=== About this exercise ===
Of all the lines in the entries, how many carry the word "Some"? The reply is that number and no more.

=== Data for processing ===

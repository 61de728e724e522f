//! Tenure binning
//!
//! Partitions the tenure column into labeled half-open ranges. Boundary
//! values above the observed maximum are dropped before label generation so
//! no zero-width or empty trailing bins are produced.

use anyhow::{Context, Result};
use polars::prelude::*;

use super::impute::UNKNOWN_CATEGORY;

/// Fixed tenure boundaries; the observed maximum is appended at bin time
pub const TENURE_BOUNDARIES: [i64; 6] = [-1, 6, 12, 24, 48, 72];

/// Name of the derived bin column
pub const TENURE_BIN_COLUMN: &str = "tenure_bin";

/// Edges, labels, and out-of-range count from a binning pass
#[derive(Debug, Clone)]
pub struct BinningOutcome {
    pub edges: Vec<i64>,
    pub labels: Vec<String>,
    /// Values outside the boundary range, mapped to "Unknown"
    pub out_of_range: usize,
}

/// Build the deduplicated, sorted edge set for an observed maximum.
/// Fixed boundaries at or above the maximum are dropped; the maximum itself
/// closes the final bin.
pub fn tenure_bin_edges(max: i64) -> Vec<i64> {
    let mut edges: Vec<i64> = TENURE_BOUNDARIES
        .iter()
        .copied()
        .filter(|b| *b < max)
        .collect();
    edges.push(max);
    edges.sort_unstable();
    edges.dedup();
    edges
}

/// Generate "low-high" labels for each adjacent edge pair, where low is the
/// previous edge plus one and high is the current edge.
pub fn tenure_bin_labels(edges: &[i64]) -> Vec<String> {
    edges
        .windows(2)
        .map(|pair| format!("{}-{}", pair[0] + 1, pair[1]))
        .collect()
}

/// Index of the bin containing `value`, if any. The lowest bin includes its
/// lower boundary; every other bin is half-open (previous edge, edge].
fn assign_bin(value: f64, edges: &[i64]) -> Option<usize> {
    if value < edges[0] as f64 {
        return None;
    }
    for i in 1..edges.len() {
        if value <= edges[i] as f64 {
            return Some(i - 1);
        }
    }
    None
}

/// Append the `tenure_bin` column derived from the tenure column.
///
/// Tenure values outside the boundary range (and any residual nulls) map to
/// `"Unknown"` rather than erroring; binning runs after imputation, so an
/// out-of-range value indicates upstream schema misuse, which is surfaced in
/// the returned count.
pub fn bin_tenure(df: &mut DataFrame, tenure: &str) -> Result<BinningOutcome> {
    let (assigned, edges, labels, out_of_range) = {
        let col = df
            .column(tenure)
            .with_context(|| format!("Tenure column '{}' not found in dataset", tenure))?;
        let float = col.cast(&DataType::Float64)?;
        let ca = float.f64()?;

        let max = ca.iter().flatten().fold(f64::NEG_INFINITY, f64::max);
        if !max.is_finite() {
            anyhow::bail!("Tenure column '{}' has no non-missing values", tenure);
        }

        let edges = tenure_bin_edges(max.ceil() as i64);
        if edges.len() < 2 {
            anyhow::bail!(
                "Cannot bin tenure column '{}': observed maximum {} leaves no bin range",
                tenure,
                max
            );
        }
        let labels = tenure_bin_labels(&edges);

        let mut out_of_range = 0usize;
        let assigned: Vec<String> = ca
            .iter()
            .map(|v| match v.and_then(|x| assign_bin(x, &edges)) {
                Some(idx) => labels[idx].clone(),
                None => {
                    out_of_range += 1;
                    UNKNOWN_CATEGORY.to_string()
                }
            })
            .collect();

        (assigned, edges, labels, out_of_range)
    };

    df.with_column(Series::new(TENURE_BIN_COLUMN.into(), assigned))?;

    Ok(BinningOutcome {
        edges,
        labels,
        out_of_range,
    })
}
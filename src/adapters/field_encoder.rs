//! Form field capture for the in-memory DOM.

use crate::adapters::dom::DomNode;
use crate::models::{ElementKind, FormBody};
use crate::traits::{FormEncoder, InteractionTarget};

/// Input types that never contribute a value without a submitter.
const SKIPPED_INPUT_TYPES: &[&str] = &["submit", "button", "reset", "image", "file"];

/// Captures the successful controls of a [`DomNode`] form.
///
/// Named, non-disabled `input`, `textarea` and `select` descendants are
/// collected in document order. The current value of a control is read from
/// its `value` attribute.
#[derive(Debug, Clone, Copy, Default)]
pub struct FieldEncoder;

impl FieldEncoder {
    pub fn new() -> Self {
        Self
    }

    fn capture(control: &DomNode, body: &mut FormBody) {
        if control.has_attribute("disabled") {
            return;
        }
        let name = match control.attribute("name") {
            Some(name) if !name.is_empty() => name,
            _ => return,
        };

        match control.kind() {
            ElementKind::Input => {
                let input_type = control
                    .attribute("type")
                    .map(|t| t.to_ascii_lowercase())
                    .unwrap_or_else(|| "text".to_string());

                if SKIPPED_INPUT_TYPES.contains(&input_type.as_str()) {
                    return;
                }
                if input_type == "checkbox" || input_type == "radio" {
                    if control.has_attribute("checked") {
                        let value = control.attribute("value").unwrap_or_else(|| "on".to_string());
                        body.append(name, value);
                    }
                    return;
                }
                body.append(name, control.attribute("value").unwrap_or_default());
            }
            ElementKind::Textarea => {
                body.append(name, control.attribute("value").unwrap_or_default());
            }
            ElementKind::Select => {
                let options: Vec<DomNode> = control
                    .descendants()
                    .into_iter()
                    .filter(|node| node.kind() == ElementKind::SelectOption)
                    .collect();
                let selected: Vec<&DomNode> = options
                    .iter()
                    .filter(|option| option.has_attribute("selected"))
                    .collect();

                if selected.is_empty() {
                    // single selects fall back to their first option
                    if !control.has_attribute("multiple") {
                        if let Some(first) = options.first() {
                            body.append(name, first.attribute("value").unwrap_or_default());
                        }
                    }
                    return;
                }
                for option in selected {
                    body.append(name.clone(), option.attribute("value").unwrap_or_default());
                }
            }
            _ => {}
        }
    }
}

impl FormEncoder<DomNode> for FieldEncoder {
    fn encode(&self, form: &DomNode) -> FormBody {
        let mut body = FormBody::new();
        for node in form.descendants() {
            Self::capture(&node, &mut body);
        }
        tracing::trace!(fields = body.len(), "captured form fields");
        body
    }
}
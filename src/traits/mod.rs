//! Trait abstractions for the capabilities the classifier consumes.
//!
//! Every collaborator outside the classification logic is injected through
//! one of these traits, so the classifier can be driven by a real page, an
//! in-memory DOM, or test doubles alike.
//!
//! # Traits
//!
//! - [`InteractionTarget`] - Read-only element view with ancestor walking
//! - [`StateReader`] - Current location lookup
//! - [`Navigator`] - Navigation subsystem receiving resolved intents
//! - [`Dispatcher`] - The overridable `visit`/`remote` primitives
//! - [`FormEncoder`] - Form field capture
//! - [`Confirmer`] - Optional confirmation prompt

pub mod confirm;
pub mod form;
pub mod navigation;
pub mod state;
pub mod target;

pub use confirm::Confirmer;
pub use form::FormEncoder;
pub use navigation::{Dispatcher, Navigator};
pub use state::StateReader;
pub use target::InteractionTarget;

=== Your response ===
4